Sorting and Permuting Containers
Implement proxy sorting, physical memory permutations, and multi-threaded reordering.
In the previous lesson, we built the PlayerStorage. This container stores data in a highly efficient Structure of Arrays (SoA) layout but exposes it via a friendly, object-oriented PlayerRef proxy.
We can loop over our players, filter them, and transform them, and we have confirmed this is now much more efficient than our previous array-of-structures (AoS) layout.

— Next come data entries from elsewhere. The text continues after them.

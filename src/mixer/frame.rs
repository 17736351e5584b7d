//! Sink name frames sent by the host in OUT reports.
//!
//! Frame layout (may span several reports, trailing zero padding):
//! ```text
//! STX (0x02)
//!   SOH (0x01) name bytes…   ← repeated once per sink, oldest last
//! ETX (0x03)
//! ```
//!
//! Names carry one byte per character (Latin-1) with no terminator; SOH
//! and ETX can't appear inside them. Names past `MAX_SINKS` are ignored,
//! since a report only has volume slots for that many.

use crate::config::{MAX_SINKS, MAX_SINK_NAME_LEN};
use crate::Error;
use heapless::{String, Vec};

pub const START_OF_HEADING: u8 = 0x01;
pub const START_OF_TEXT: u8 = 0x02;
pub const END_OF_TEXT: u8 = 0x03;

/// UTF-8 capacity of a name: each Latin-1 character needs at most two bytes.
pub const SINK_NAME_CAPACITY: usize = MAX_SINK_NAME_LEN * 2;

pub type SinkName = String<SINK_NAME_CAPACITY>;

/// Sink names in the order the host listed them. Slider `i` controls
/// the volume of sink `i`.
#[derive(Clone, Debug, Default, PartialEq, Eq)]
pub struct SinkList {
    names: Vec<SinkName, MAX_SINKS>,
}

impl SinkList {
    pub fn len(&self) -> usize {
        self.names.len()
    }

    pub fn is_empty(&self) -> bool {
        self.names.is_empty()
    }

    pub fn get(&self, index: usize) -> Option<&str> {
        self.names.get(index).map(|n| n.as_str())
    }

    pub fn iter(&self) -> impl Iterator<Item = &str> {
        self.names.iter().map(|n| n.as_str())
    }
}

#[cfg(feature = "defmt")]
impl defmt::Format for SinkList {
    fn format(&self, f: defmt::Formatter) {
        defmt::write!(f, "SinkList({=usize} sinks)", self.names.len());
    }
}

#[derive(Clone, Copy, Debug, PartialEq, Eq)]
enum State {
    /// Waiting for STX.
    Idle,
    /// Inside a frame, before the first SOH.
    AwaitName,
    /// Collecting the bytes of a name.
    InName,
    /// Past the last sink a report has a slot for; bytes are dropped.
    Skipping,
}

/// Byte-driven decoder for sink name frames.
#[derive(Debug)]
pub struct FrameDecoder {
    state: State,
    names: Vec<SinkName, MAX_SINKS>,
    current: SinkName,
    /// Host bytes kept for `current`.
    current_len: usize,
}

impl Default for FrameDecoder {
    fn default() -> Self {
        Self::new()
    }
}

impl FrameDecoder {
    pub const fn new() -> Self {
        Self {
            state: State::Idle,
            names: Vec::new(),
            current: String::new(),
            current_len: 0,
        }
    }

    /// Drop any partial frame.
    pub fn reset(&mut self) {
        self.state = State::Idle;
        self.names.clear();
        self.current.clear();
        self.current_len = 0;
    }

    /// True while a frame has been started but not finished.
    pub fn in_frame(&self) -> bool {
        self.state != State::Idle
    }

    /// Feed one byte. Returns the sink list when `byte` completes a frame.
    ///
    /// On error the partial frame is dropped and the decoder waits for
    /// the next STX.
    pub fn push(&mut self, byte: u8) -> Result<Option<SinkList>, Error> {
        let result = self.step(byte);
        if result.is_err() {
            self.reset();
        }
        result
    }

    /// Feed a whole OUT report. Returns the last frame completed inside
    /// it. Bytes after an error are discarded with the rest of the report.
    pub fn push_report(&mut self, report: &[u8]) -> Result<Option<SinkList>, Error> {
        let mut completed = None;
        for &byte in report {
            if let Some(list) = self.push(byte)? {
                completed = Some(list);
            }
        }
        Ok(completed)
    }

    fn step(&mut self, byte: u8) -> Result<Option<SinkList>, Error> {
        if byte == START_OF_TEXT {
            self.reset();
            self.state = State::AwaitName;
            return Ok(None);
        }

        match (self.state, byte) {
            (State::Idle, _) => Ok(None),
            (_, 0x00) => Ok(None),
            (_, START_OF_HEADING) => {
                self.finish_name();
                self.state = if self.names.is_full() {
                    State::Skipping
                } else {
                    State::InName
                };
                Ok(None)
            }
            (_, END_OF_TEXT) => {
                self.finish_name();
                let list = SinkList {
                    names: core::mem::take(&mut self.names),
                };
                self.reset();
                Ok(Some(list))
            }
            (State::AwaitName, other) => Err(Error::UnexpectedByte(other)),
            (State::Skipping, _) => Ok(None),
            (State::InName, other) => {
                if self.current_len < MAX_SINK_NAME_LEN {
                    // Never full: every Latin-1 character fits in two bytes.
                    let _ = self.current.push(char::from(other));
                    self.current_len += 1;
                }
                Ok(None)
            }
        }
    }

    fn finish_name(&mut self) {
        if self.state != State::InName {
            return;
        }
        // Room is checked when the SOH arrives.
        let _ = self.names.push(core::mem::take(&mut self.current));
        self.current_len = 0;
    }
}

But let's revisit an earlier problem, and see how we can implement the heavy task of sorting.
We'll implement this in the two variations we introduced previously:
- Virtual (Proxy) Sorting: We create a sorted "view" of the data without touching the physical memory. This is fast and minimizes disruption, but can hurt iteration performance later.
- Physical Sorting: We physically rearrange the memory in all our parallel vectors. This is expensive, but we will learn to make it faster using multithreading.
Virtual Sorting (The Proxy Sort)
As we discussed previously, moving data is expensive. If we just want to display a leaderboard, we shouldn't rewrite gigabytes of RAM. We should just calculate the order in which the players appear.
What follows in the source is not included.